The cppcheck, cygqscintilla*.dll and nedit results are bogus. (i.e. They
contain these strings for other reasons.) Here's a better check that
doesn't give false positives:
$ cat < checkfile
#!/bin/sh
if egrep -q '_getgrent(32|64)' "$1" ; then echo $1 ; fi
END
$ find /bin -name \*.exe -exec ./checkfile {} \;
cygperl*.dll includes the functions only because it wraps them. I
assume Perl's configuration script is smart enough to cope if they're
missing.
I assume the shells (bash, mc, and tcsh) also have alternate code paths
for systems where these functions don't exist.
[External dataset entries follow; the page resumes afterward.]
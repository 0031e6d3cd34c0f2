//! Grounding core: pure state machine for synchronised document review.
//!
//! Everything here is deterministic and free of IO. The embedding app feeds
//! [`Msg`]s into [`update`] and executes the returned [`Effect`]s.
mod batch;
mod chunk;
mod chunk_store;
mod effect;
mod error;
mod msg;
mod navigation;
mod search;
mod selection;
mod split;
mod state;
mod update;
mod view_model;
pub mod viewport;

pub use batch::{
    is_pdf, BatchQueue, BatchStats, BatchSummary, SelectedFile, TaskId, TaskStatus, TaskUpdate,
    UploadTask, WaveAdvance, DEFAULT_UPLOAD_CONCURRENCY,
};
pub use chunk::{BoundingBox, Chunk, ChunkIndex, Grounding};
pub use chunk_store::{ChunkStore, LoadTicket};
pub use effect::{Effect, UploadRequest};
pub use error::{ErrorKind, UiError};
pub use msg::Msg;
pub use navigation::{display_name_hint, NavigationOutcome, NavigationTarget, Navigator};
pub use search::{
    ChatAnswer, ChatMessage, ChatRole, ChatSource, ChatTurn, SearchHit, CHAT_FAILURE_REPLY,
    CHAT_GREETING, CHAT_HISTORY_WINDOW, DEFAULT_SEARCH_RESULTS,
};
pub use selection::{SelectionChange, SelectionState};
pub use split::{ContainerSpan, SplitState, MAX_LEFT_PERCENT, MIN_LEFT_PERCENT};
pub use state::{AppState, CoreSettings, Document};
pub use update::update;
pub use view_model::{
    format_file_size, ActiveDocumentView, AppViewModel, BatchView, ChunkCardView, DocumentRow,
    OverlayView, ReviewView, SearchResultView, SearchView, UploadTaskView,
};
pub use viewport::{
    list_scroll_target, page_scroll_target, ListContainer, ListElement, PageLayout, ScrollAnchor,
    ViewportSync, MAX_SCALE, MIN_SCALE,
};
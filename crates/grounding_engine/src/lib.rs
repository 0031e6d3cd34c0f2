//! Grounding engine: backend client, upload waves and the local document cache.
mod client;
mod decode;
mod engine;
mod filename;
mod persist;
mod sanitize;
mod types;
mod upload;

pub use client::{Backend, ClientSettings, ReqwestBackend, DEFAULT_BASE_URL};
pub use engine::{EngineCommand, EngineError, EngineHandle, EngineSettings};
pub use filename::cache_filename;
pub use persist::{ensure_cache_dir, AtomicFileWriter, DocumentCache, PersistError};
pub use sanitize::sanitize_markup;
pub use types::{
    ApiError, BoxRecord, ChatAnswerRecord, ChatSourceRecord, ChatTurnRecord, ChunkRecord,
    DocumentRecord, EngineEvent, FailureKind, GroundingRecord, SearchHitRecord, TaskId,
    UploadProgress, UploadStage,
};
pub use upload::{run_wave, ChannelProgressSink, ProgressSink, UploadSettings};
ytree's use of these functions is obvious. I don't know that I'd bet on
it having an alternate code path, though.
I have no guess why socat needs these functions, but given that it was
recently updated, I will guess the socat devs aren't interested in
moving to more modern APIs. Programs like this, where user management
isn't any kind of real focus, are where you expect to find old, easy
APIs used in preference to more modern, more complicated APIs.
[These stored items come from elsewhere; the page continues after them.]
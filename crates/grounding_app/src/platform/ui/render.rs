//! Plain-text rendering of the view model.

use std::fmt::Write;

use grounding_core::{
    AppViewModel, BatchView, ChatRole, ChunkCardView, NavigationOutcome, OverlayView, TaskStatus,
};

use super::constants::{RULE, TEXT_PREVIEW_CHARS};

pub fn render_documents(view: &AppViewModel) -> String {
    let mut out = String::new();
    if view.documents.is_empty() {
        out.push_str("No documents uploaded yet.\n");
        return out;
    }
    let _ = writeln!(out, "Documents ({})", view.documents.len());
    for row in &view.documents {
        let marker = if row.active { '*' } else { ' ' };
        let _ = writeln!(out, "{marker} {}  {}", row.doc_id, row.filename);
    }
    out
}

pub fn render_viewer(view: &AppViewModel) -> String {
    let mut out = String::new();
    let Some(active) = &view.active else {
        out.push_str("No document open.\n");
        return out;
    };

    let _ = writeln!(out, "{} ({})", active.display_name, active.doc_id);
    let pages = match active.page_count {
        Some(count) => format!("{count} page(s)"),
        None => "pages not laid out".to_string(),
    };
    let _ = writeln!(
        out,
        "Zoom {} | {} | list {:.0}% / pages {:.0}%",
        view.zoom_label,
        pages,
        view.left_width_percent,
        100.0 - view.left_width_percent
    );
    if let Some(path) = &active.cached_path {
        let _ = writeln!(out, "Cached at {}", path.display());
    }
    out.push_str(RULE);
    out.push('\n');

    if active.loading_chunks {
        out.push_str("Loading chunks...\n");
    } else if view.chunks.is_empty() {
        out.push_str("No chunks found for this document.\n");
    }
    for card in &view.chunks {
        render_card(&mut out, card);
    }

    if !view.overlays.is_empty() {
        out.push_str(RULE);
        out.push('\n');
        let _ = writeln!(out, "Overlays ({})", view.overlays.len());
        for overlay in &view.overlays {
            render_overlay(&mut out, overlay);
        }
    }
    out
}

fn render_card(out: &mut String, card: &ChunkCardView) {
    let marker = if card.selected {
        '>'
    } else if card.hovered {
        '~'
    } else {
        ' '
    };
    let region = if card.has_overlay { "" } else { " (no region)" };
    let _ = writeln!(
        out,
        "{marker} [{}] {} | {} | key {}{}",
        card.index, card.page_label, card.chunk_type, card.key, region
    );
    let _ = writeln!(out, "    {}", preview(&card.text));
}

fn render_overlay(out: &mut String, overlay: &OverlayView) {
    let state = if overlay.selected {
        " selected"
    } else if overlay.hovered {
        " hovered"
    } else {
        ""
    };
    let _ = writeln!(
        out,
        "  [{}] page {} at {:.1}%,{:.1}% size {:.1}% x {:.1}%{}",
        overlay.index,
        u64::from(overlay.page) + 1,
        overlay.left_pct,
        overlay.top_pct,
        overlay.width_pct,
        overlay.height_pct,
        state
    );
}

pub fn render_search(view: &AppViewModel) -> String {
    let mut out = String::new();
    let search = &view.search;
    if search.searching {
        let _ = writeln!(out, "Searching for \"{}\"...", search.query);
        return out;
    }
    if !search.visible {
        return out;
    }
    if search.results.is_empty() {
        let _ = writeln!(out, "No results for \"{}\".", search.query);
        return out;
    }
    let _ = writeln!(
        out,
        "{} result(s) for \"{}\"",
        search.results.len(),
        search.query
    );
    for (position, result) in search.results.iter().enumerate() {
        let _ = writeln!(
            out,
            "{position:>3}. {:.0}% | {} | Page {} | {}",
            result.score * 100.0,
            result.doc_id,
            result.page_number,
            result.chunk_type
        );
        let _ = writeln!(out, "     {}", preview(&result.text));
    }
    out
}

pub fn render_chat(view: &AppViewModel) -> String {
    let mut out = String::new();
    for message in &view.chat {
        let who = match message.role {
            ChatRole::User => "you",
            ChatRole::Assistant => "assistant",
        };
        let _ = writeln!(out, "{who}: {}", message.content);
        for (position, source) in message.sources.iter().enumerate() {
            let name = source.filename.as_deref().unwrap_or(&source.doc_id);
            let _ = writeln!(
                out,
                "    source {position}: {name}, Page {} ({})",
                u64::from(source.page) + 1,
                source.chunk_type
            );
        }
    }
    if view.chat_waiting {
        out.push_str("assistant is thinking...\n");
    }
    out
}

pub fn render_batch(batch: &BatchView) -> String {
    let mut out = String::new();
    let stats = batch.stats;
    let _ = writeln!(
        out,
        "Batch: {} total, {} pending, {} processing, {} done, {} failed",
        stats.total, stats.pending, stats.processing, stats.success, stats.error
    );
    for task in &batch.tasks {
        let _ = writeln!(
            out,
            "  #{:<3} {:>3}% {:<10} {} ({}){}",
            task.id,
            task.progress,
            status_label(task.status),
            task.name,
            task.size_label,
            match &task.remote_doc_id {
                Some(doc_id) => format!(" -> {doc_id}"),
                None => String::new(),
            }
        );
        if task.status == TaskStatus::Error {
            let _ = writeln!(out, "       {}", task.status_text);
        }
    }
    if let Some(summary) = batch.last_summary {
        let _ = writeln!(
            out,
            "Processed {} of {} document(s) successfully.",
            summary.success_count, summary.total
        );
    }
    out
}

fn status_label(status: TaskStatus) -> &'static str {
    match status {
        TaskStatus::Pending => "pending",
        TaskStatus::Uploading => "uploading",
        TaskStatus::Parsing => "parsing",
        TaskStatus::Indexing => "indexing",
        TaskStatus::Success => "done",
        TaskStatus::Error => "failed",
    }
}

pub fn render_review(view: &AppViewModel) -> String {
    let mut out = String::new();
    let review = &view.review;
    if review.extracting {
        out.push_str("Extracting structured data...\n");
    }
    if let Some(data) = &review.extracted {
        out.push_str(data);
        if !data.ends_with('\n') {
            out.push('\n');
        }
    }
    if review.saving {
        out.push_str("Saving review...\n");
    }
    if let Some(status) = &review.save_status {
        let _ = writeln!(out, "Saved: {status}");
    }
    if let Some(err) = &review.error {
        let _ = writeln!(out, "Error: {err}");
    }
    out
}

/// Banner and navigation notice; empty when there is nothing to report.
pub fn render_notices(view: &AppViewModel) -> String {
    let mut out = String::new();
    if let Some(banner) = &view.banner {
        let _ = writeln!(out, "Error: {banner}");
    }
    match &view.navigation {
        Some(NavigationOutcome::SourceUnavailable { doc_id, chunk_key }) => {
            let _ = writeln!(
                out,
                "Note: source chunk {chunk_key} is no longer available in {doc_id}."
            );
        }
        Some(NavigationOutcome::LoadFailed { doc_id }) => {
            let _ = writeln!(out, "Note: could not open {doc_id}.");
        }
        Some(NavigationOutcome::Selected { .. }) | None => {}
    }
    out
}

fn preview(text: &str) -> String {
    let flat = text.split_whitespace().collect::<Vec<_>>().join(" ");
    if flat.chars().count() <= TEXT_PREVIEW_CHARS {
        return flat;
    }
    let mut cut: String = flat.chars().take(TEXT_PREVIEW_CHARS).collect();
    cut.push_str("...");
    cut
}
cygwin1.dll is obvious. :)
Emacs...why am I not surprised that it uses these old functions?
Vim does not, therefore Vim is the superior text editor. (I kid.)
--
Problem reports: http://cygwin.com/problems.html
FAQ: http://cygwin.com/faq/
Documentation: http://cygwin.com/docs.html
Unsubscribe info: http://cygwin.com/ml/#unsubscribe-simple
Re: get rid of getpwent? (Was: cygwin-1.7.28 getpwent header declaration changes ?)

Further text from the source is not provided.